Tariric acid
- Names: Preferred IUPAC name Octadec-6-ynoic acid

Identifiers
- CAS Number: 544-74-1;
- 3D model (JSmol): Interactive image;
- ChemSpider: 205669;
- PubChem CID: 235711;
- UNII: J6D59J8RYW;
- CompTox Dashboard (EPA): DTXSID10284475 ;

Properties
- Chemical formula: C_{18}H_{32}O_{2}
- Molar mass: 280.44 g/mol

= Tariric acid =

Tariric acid is an acetylenic fatty acid that can be found in the tallow-wood tree, Ximenia americana.

Léon-Albert Arnaud (1853–1915) was the first scientist to describe the chemical make-up of tariric acid, an extraction from the glucoside of the "tariri plant" found in Guatemala.

== Occurrence ==
Tariric acid has been found in several oils and fats of plant origin. It was first isolated in 1892 from the seed oil of a species of Picramnia. It appears in Picramnia camboita from Brazil, Picramnia carpinterae from Guatemala, and Picramnia lindeniana from Mexico.

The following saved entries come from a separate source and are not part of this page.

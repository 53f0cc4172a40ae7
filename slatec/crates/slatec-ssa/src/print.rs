//! Deterministic text emission.
//!
//! [`Module::emit`] renders the module as stable text: functions in id
//! order, blocks in id order, instructions numbered by their table index.
//! Elaborating the same syntax tree twice produces the same ids and hence
//! byte-identical output, which is what the driver's reproducibility
//! guarantee rests on.

use std::fmt::Write;

use crate::module::{
    Const, Function, GlobalInit, InstKind, Module, ValueRef,
};
use crate::ty::{TyId, TyKind};

impl Module {
    /// Render the whole module as text.
    pub fn emit(&self) -> String {
        let mut out = String::new();
        let _ = writeln!(out, "; module '{}'", self.name);

        for (_, global) in self.globals.iter_enumerated() {
            let _ = write!(out, "@{} = private constant {}", global.name, self.ty(global.ty));
            match &global.init {
                GlobalInit::Bytes(bytes) => {
                    let _ = write!(out, " c\"");
                    for &b in bytes {
                        if (0x20..0x7f).contains(&b) && b != b'"' && b != b'\\' {
                            out.push(b as char);
                        } else {
                            let _ = write!(out, "\\{b:02x}");
                        }
                    }
                    let _ = writeln!(out, "\"");
                }
                GlobalInit::Zero => {
                    let _ = writeln!(out, " zeroinitializer");
                }
            }
        }

        for (_, function) in self.functions.iter_enumerated() {
            out.push('\n');
            self.emit_function(&mut out, function);
        }
        out
    }

    fn emit_function(&self, out: &mut String, function: &Function) {
        let (params, ret, variadic) = match self.types.kind(function.ty) {
            TyKind::Fn {
                params,
                ret,
                variadic,
            } => (params.clone(), *ret, *variadic),
            _ => (Vec::new(), function.ty, false),
        };

        let keyword = if function.is_declaration {
            "declare"
        } else {
            "define"
        };
        let _ = write!(out, "{keyword} {} @{}(", self.ty(ret), function.name);
        for (i, param_ty) in params.iter().enumerate() {
            if i > 0 {
                let _ = write!(out, ", ");
            }
            let sret = if function.sret && i == 0 { "sret " } else { "" };
            let name = function
                .params
                .get(i)
                .map(|s| s.as_str())
                .unwrap_or("arg");
            let _ = write!(out, "{sret}{} %{name}{i}", self.ty(*param_ty));
        }
        if variadic {
            if !params.is_empty() {
                let _ = write!(out, ", ");
            }
            let _ = write!(out, "...");
        }

        if function.is_declaration {
            let _ = writeln!(out, ")");
            return;
        }

        let _ = writeln!(out, ") {{");
        for (bb, block) in function.blocks.iter_enumerated() {
            let _ = writeln!(out, "bb{}: ; {}", bb.0, block.label);
            for &inst_id in &block.insts {
                let inst = &function.insts[inst_id];
                let _ = write!(out, "  ");
                if !matches!(self.types.kind(inst.ty), TyKind::Void) {
                    let _ = write!(out, "%{} = ", inst_id.0);
                }
                self.emit_inst(out, function, &inst.kind, inst.ty);
                out.push('\n');
            }
        }
        let _ = writeln!(out, "}}");
    }

    fn emit_inst(&self, out: &mut String, function: &Function, kind: &InstKind, ty: TyId) {
        match kind {
            InstKind::Alloca { allocated, name } => {
                let _ = write!(out, "alloca {} ; {}", self.ty(*allocated), name);
            }
            InstKind::Load { ptr } => {
                let _ = write!(out, "load {}, {}", self.ty(ty), self.val(function, *ptr));
            }
            InstKind::Store { value, ptr } => {
                let _ = write!(
                    out,
                    "store {}, {}",
                    self.val(function, *value),
                    self.val(function, *ptr)
                );
            }
            InstKind::Gep {
                pointee,
                ptr,
                indices,
            } => {
                let _ = write!(
                    out,
                    "getelementptr {}, {}",
                    self.ty(*pointee),
                    self.val(function, *ptr)
                );
                for index in indices {
                    let _ = write!(out, ", {}", self.val(function, *index));
                }
            }
            InstKind::Bin { op, lhs, rhs } => {
                let _ = write!(
                    out,
                    "{} {}, {}",
                    op.mnemonic(),
                    self.val(function, *lhs),
                    self.val(function, *rhs)
                );
            }
            InstKind::Icmp { pred, lhs, rhs } => {
                let _ = write!(
                    out,
                    "icmp {} {}, {}",
                    pred.mnemonic(),
                    self.val(function, *lhs),
                    self.val(function, *rhs)
                );
            }
            InstKind::Fcmp { pred, lhs, rhs } => {
                let _ = write!(
                    out,
                    "fcmp {} {}, {}",
                    pred.mnemonic(),
                    self.val(function, *lhs),
                    self.val(function, *rhs)
                );
            }
            InstKind::Cast { op, value } => {
                let _ = write!(
                    out,
                    "{} {} to {}",
                    op.mnemonic(),
                    self.val(function, *value),
                    self.ty(ty)
                );
            }
            InstKind::Call {
                callee,
                args,
                sret,
                ..
            } => {
                let _ = write!(out, "call {} {}(", self.ty(ty), self.val(function, *callee));
                for (i, arg) in args.iter().enumerate() {
                    if i > 0 {
                        let _ = write!(out, ", ");
                    }
                    if *sret && i == 0 {
                        let _ = write!(out, "sret ");
                    }
                    let _ = write!(out, "{}", self.val(function, *arg));
                }
                let _ = write!(out, ")");
            }
            InstKind::Phi { incomings } => {
                let _ = write!(out, "phi {} ", self.ty(ty));
                for (i, (value, block)) in incomings.iter().enumerate() {
                    if i > 0 {
                        let _ = write!(out, ", ");
                    }
                    let _ = write!(out, "[ {}, bb{} ]", self.val(function, *value), block.0);
                }
            }
            InstKind::InlineAsm {
                template,
                constraints,
                inputs,
            } => {
                let _ = write!(out, "asm {template:?}, {constraints:?}(");
                for (i, input) in inputs.iter().enumerate() {
                    if i > 0 {
                        let _ = write!(out, ", ");
                    }
                    let _ = write!(out, "{}", self.val(function, *input));
                }
                let _ = write!(out, ")");
            }
            InstKind::Br { target } => {
                let _ = write!(out, "br bb{}", target.0);
            }
            InstKind::CondBr {
                cond,
                then_block,
                else_block,
            } => {
                let _ = write!(
                    out,
                    "br {}, bb{}, bb{}",
                    self.val(function, *cond),
                    then_block.0,
                    else_block.0
                );
            }
            InstKind::Ret { value } => match value {
                Some(value) => {
                    let _ = write!(out, "ret {}", self.val(function, *value));
                }
                None => {
                    let _ = write!(out, "ret void");
                }
            },
            InstKind::Unreachable => {
                let _ = write!(out, "unreachable");
            }
        }
    }

    fn val(&self, function: &Function, value: ValueRef) -> String {
        match value {
            ValueRef::Const(c) => self.constant(c),
            ValueRef::Inst(id) => format!("%{}", id.0),
            ValueRef::Param(i) => {
                let name = function
                    .params
                    .get(i as usize)
                    .map(|s| s.as_str())
                    .unwrap_or("arg");
                format!("%{name}{i}")
            }
            ValueRef::Func(id) => format!("@{}", self.functions[id].name),
            ValueRef::Global(id) => format!("@{}", self.globals[id].name),
        }
    }

    fn constant(&self, c: Const) -> String {
        match c {
            Const::Int { bits, value } => {
                format!("i{bits} {}", crate::module::sign_extend(value, bits))
            }
            Const::Float { bits, value } => format!("f{bits} {value:?}"),
            Const::Null { .. } => "null".to_string(),
            Const::Zero { ty } => format!("{} zeroinitializer", self.ty(ty)),
        }
    }

    fn ty(&self, ty: TyId) -> String {
        match self.types.kind(ty) {
            TyKind::Void => "void".to_string(),
            TyKind::Int { bits } => format!("i{bits}"),
            TyKind::Float { bits } => format!("f{bits}"),
            TyKind::Ptr(pointee) => format!("{}*", self.ty(*pointee)),
            TyKind::Array { elem, len } => format!("[{len} x {}]", self.ty(*elem)),
            TyKind::Struct { name } => format!("%{name}"),
            TyKind::Fn {
                params,
                ret,
                variadic,
            } => {
                let mut s = format!("{} (", self.ty(*ret));
                for (i, p) in params.iter().enumerate() {
                    if i > 0 {
                        s.push_str(", ");
                    }
                    s.push_str(&self.ty(*p));
                }
                if *variadic {
                    if !params.is_empty() {
                        s.push_str(", ");
                    }
                    s.push_str("...");
                }
                s.push(')');
                s
            }
        }
    }
}

#[cfg(test)]
mod tests {
    use super::*;
    use crate::builder::Builder;
    use crate::layout::DataLayout;
    use crate::module::BinOp;
    use slatec_util::Symbol;

    fn sample_module() -> Module {
        let mut module = Module::new("sample", DataLayout::default());
        let i32_ty = module.types.int(32);
        let fn_ty = module.types.fn_type(vec![i32_ty], i32_ty, false);
        let func = module.add_function(
            Symbol::intern("double"),
            fn_ty,
            vec![Symbol::intern("x")],
            false,
        );

        let mut b = Builder::at_entry(&mut module, func);
        let two = b.const_int(32, 2);
        let doubled = b.bin(BinOp::Mul, i32_ty, ValueRef::Param(0), two);
        b.ret(Some(doubled));
        module
    }

    #[test]
    fn emit_contains_structure() {
        let text = sample_module().emit();
        assert!(text.contains("define i32 @double(i32 %x0)"));
        assert!(text.contains("mul %x0, i32 2"));
        assert!(text.contains("ret %0"));
    }

    #[test]
    fn emit_is_deterministic() {
        assert_eq!(sample_module().emit(), sample_module().emit());
    }

    #[test]
    fn negative_constants_print_signed() {
        let module = Module::new("m", DataLayout::default());
        let c = Const::int(32, (-5i64) as u64);
        assert_eq!(module.constant(c), "i32 -5");
    }
}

Tariric acid also occurs in the herb Marrubium vulgare (White horehound), where it is conjectured to have an anti-fungal role. It was found to stimulate lipid accumulation by adipocytes in vitro.

Tariric acid is biosynthesised from petroselinic acid; both fatty acids have been found together in Picramnia and Alvaradoa species. The occurrence of tariric acid as the major fatty acid is typical for the Picramniaceae.

== Production and chemical behavior ==
Tariric acid can be synthesised from commercially available petroselinic acid.

In chemical analysis, tariric acid can be separated from other fatty acids by gas chromatography of methyl esters; additionally, a separation of unsaturated fatty acids is possible by argentation thin-layer chromatography.